Question

1. a company wants to estimate the average weight of apples in a shipment. to do so, they randomly select a sample of 25 apples and find that the sample mean weight is 6 ounces. using statkey, they calculate the approximate standard error to be 0.5 ounces.

a)state the parameter being estimatedin words and use the correct symbol.
b)state the statistic that gives the best estimatenumber and symbol.
c)give a 95% confidence interval for the quantity being estimated.

Explanation:

Step1: Identify the parameter

The parameter is the population - mean weight of apples in the shipment, denoted as $\mu$.

Step2: Identify the best - estimate statistic

The sample mean is the best estimate of the population mean. Here, the sample mean $\bar{x}=6$ ounces.

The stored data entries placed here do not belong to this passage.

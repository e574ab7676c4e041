//! Local high score leaderboards
//!
//! One top-10 table per game type, persisted to LocalStorage on the web. Works
//! as a `ScoreSink` so a session can submit straight into it.

use std::collections::BTreeMap;

use serde::{Deserialize, Serialize};

use crate::lifecycle::ScoreSink;

/// Maximum number of high scores kept per game type
pub const MAX_HIGH_SCORES: usize = 10;

/// A single high score entry
#[derive(Debug, Clone, PartialEq, Serialize, Deserialize)]
pub struct HighScoreEntry {
    pub score: u64,
    /// Seconds played, for games that report it
    pub elapsed_secs: Option<f32>,
    /// Unix timestamp (ms) when achieved
    pub timestamp: f64,
}

/// Top scores of one game type, best first
#[derive(Debug, Clone, Default, PartialEq, Serialize, Deserialize)]
pub struct Leaderboard {
    pub entries: Vec<HighScoreEntry>,
}

impl Leaderboard {
    /// Check if a score qualifies for the leaderboard
    pub fn qualifies(&self, score: u64) -> bool {
        if score == 0 {
            return false;
        }
        if self.entries.len() < MAX_HIGH_SCORES {
            return true;
        }
        self.entries.last().map(|e| score > e.score).unwrap_or(true)
    }

    /// Rank a score would achieve (1-indexed, None if it doesn't qualify)
    pub fn potential_rank(&self, score: u64) -> Option<usize> {
        if !self.qualifies(score) {
            return None;
        }
        let rank = self.entries.iter().position(|e| score > e.score);
        Some(rank.unwrap_or(self.entries.len()) + 1)
    }

    /// Insert a score if it qualifies and return its rank
    pub fn add(&mut self, entry: HighScoreEntry) -> Option<usize> {
        if !self.qualifies(entry.score) {
            return None;
        }
        let pos = self.entries.iter().position(|e| entry.score > e.score);
        let rank = match pos {
            Some(i) => {
                self.entries.insert(i, entry);
                i + 1
            }
            None => {
                self.entries.push(entry);
                self.entries.len()
            }
        };
        self.entries.truncate(MAX_HIGH_SCORES);
        Some(rank)
    }

    pub fn top_score(&self) -> Option<u64> {
        self.entries.first().map(|e| e.score)
    }
}

/// Leaderboards keyed by game type
#[derive(Debug, Clone, Default, PartialEq, Serialize, Deserialize)]
pub struct HighScores {
    boards: BTreeMap<String, Leaderboard>,
}

impl HighScores {
    /// LocalStorage key (used only in wasm32)
    #[allow(dead_code)]
    const STORAGE_KEY: &'static str = "arcade_engine_highscores";

    pub fn new() -> Self {
        Self::default()
    }

    pub fn board(&self, game_type: &str) -> Option<&Leaderboard> {
        self.boards.get(game_type)
    }

    pub fn top_score(&self, game_type: &str) -> Option<u64> {
        self.board(game_type).and_then(Leaderboard::top_score)
    }

    pub fn is_empty(&self) -> bool {
        self.boards.values().all(|b| b.entries.is_empty())
    }

    /// Add a score to the game's table; returns the rank if it made the cut
    pub fn add_score(
        &mut self,
        game_type: &str,
        score: u64,
        elapsed_secs: Option<f32>,
        timestamp: f64,
    ) -> Option<usize> {
        let board = self.boards.entry(game_type.to_string()).or_default();
        board.add(HighScoreEntry {
            score,
            elapsed_secs,
            timestamp,
        })
    }

    /// Load high scores from LocalStorage (WASM only)
    #[cfg(target_arch = "wasm32")]
    pub fn load() -> Self {
        let storage = web_sys::window()
            .and_then(|w| w.local_storage().ok())
            .flatten();

        if let Some(storage) = storage {
            if let Ok(Some(json)) = storage.get_item(Self::STORAGE_KEY) {
                match serde_json::from_str::<HighScores>(&json) {
                    Ok(scores) => {
                        log::info!("Loaded high scores for {} games", scores.boards.len());
                        return scores;
                    }
                    Err(err) => log::warn!("Discarding unreadable high scores: {}", err),
                }
            }
        }

        log::info!("No high scores found, starting fresh");
        Self::new()
    }

    /// Save high scores to LocalStorage (WASM only)
    #[cfg(target_arch = "wasm32")]
    pub fn save(&self) {
        let storage = web_sys::window()
            .and_then(|w| w.local_storage().ok())
            .flatten();

        if let Some(storage) = storage {
            if let Ok(json) = serde_json::to_string(self) {
                if storage.set_item(Self::STORAGE_KEY, &json).is_err() {
                    log::warn!("Could not write high scores to LocalStorage");
                }
            }
        }
    }

    /// Native stubs
    #[cfg(not(target_arch = "wasm32"))]
    pub fn load() -> Self {
        Self::new()
    }

    #[cfg(not(target_arch = "wasm32"))]
    pub fn save(&self) {
        // No-op for native
    }
}

impl ScoreSink for HighScores {
    fn submit_score(&mut self, game_type: &str, score: u64, elapsed_secs: Option<f32>) {
        match self.add_score(game_type, score, elapsed_secs, now_ms()) {
            Some(rank) => log::info!("New {} high score: {} (rank {})", game_type, score, rank),
            None => log::debug!("{} score {} did not make the table", game_type, score),
        }
        self.save();
    }
}

#[cfg(target_arch = "wasm32")]
fn now_ms() -> f64 {
    js_sys::Date::now()
}

#[cfg(not(target_arch = "wasm32"))]
fn now_ms() -> f64 {
    std::time::SystemTime::now()
        .duration_since(std::time::UNIX_EPOCH)
        .map(|d| d.as_secs_f64() * 1000.0)
        .unwrap_or(0.0)
}

#[cfg(test)]
mod tests {
    use super::*;

    #[test]
    fn test_tables_are_per_game_type() {
        let mut scores = HighScores::new();
        scores.submit_score("cricket", 120, None);
        scores.submit_score("brick-breaker", 500, Some(42.0));
        assert_eq!(scores.top_score("cricket"), Some(120));
        assert_eq!(scores.top_score("brick-breaker"), Some(500));
        assert_eq!(scores.top_score("space-invaders"), None);
        let entry = &scores.board("brick-breaker").expect("board").entries[0];
        assert_eq!(entry.elapsed_secs, Some(42.0));
    }

    #[test]
    fn test_table_keeps_top_ten_sorted() {
        let mut scores = HighScores::new();
        for score in 1..=15u64 {
            scores.add_score("cricket", score * 10, None, 0.0);
        }
        let board = scores.board("cricket").expect("board");
        assert_eq!(board.entries.len(), MAX_HIGH_SCORES);
        assert_eq!(board.top_score(), Some(150));
        assert_eq!(board.entries.last().map(|e| e.score), Some(60));
        assert!(!board.qualifies(50));
        assert_eq!(board.potential_rank(145), Some(2));
    }

    #[test]
    fn test_zero_score_never_qualifies() {
        let mut scores = HighScores::new();
        assert_eq!(scores.add_score("cricket", 0, None, 0.0), None);
        assert!(scores.is_empty());
    }
}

Step3: Calculate the 95% confidence interval

For a 95% confidence interval, the critical value $z$ (for a large - enough sample or known standard deviation situation, which is applicable here in the context of standard error) is approximately $z = 1.96$. The formula for the confidence interval is $\bar{x}\pm z\times SE$, where $\bar{x}$ is the sample mean, $z$ is the critical value, and $SE$ is the standard error. Substituting the values: $\bar{x}=6$, $z = 1.96$, and $SE = 0.5$.
Lower limit: $6-1.96\times0.5=6 - 0.98 = 5.02$ ounces.
Upper limit: $6 + 1.96\times0.5=6+0.98 = 6.98$ ounces.

Answer:

a) The parameter being estimated is the population - mean weight of apples in the shipment, denoted as $\mu$.
b) The statistic that gives the best estimate is the sample mean $\bar{x}=6$ ounces.
c) The 95% confidence interval is $(5.02,6.98)$ ounces.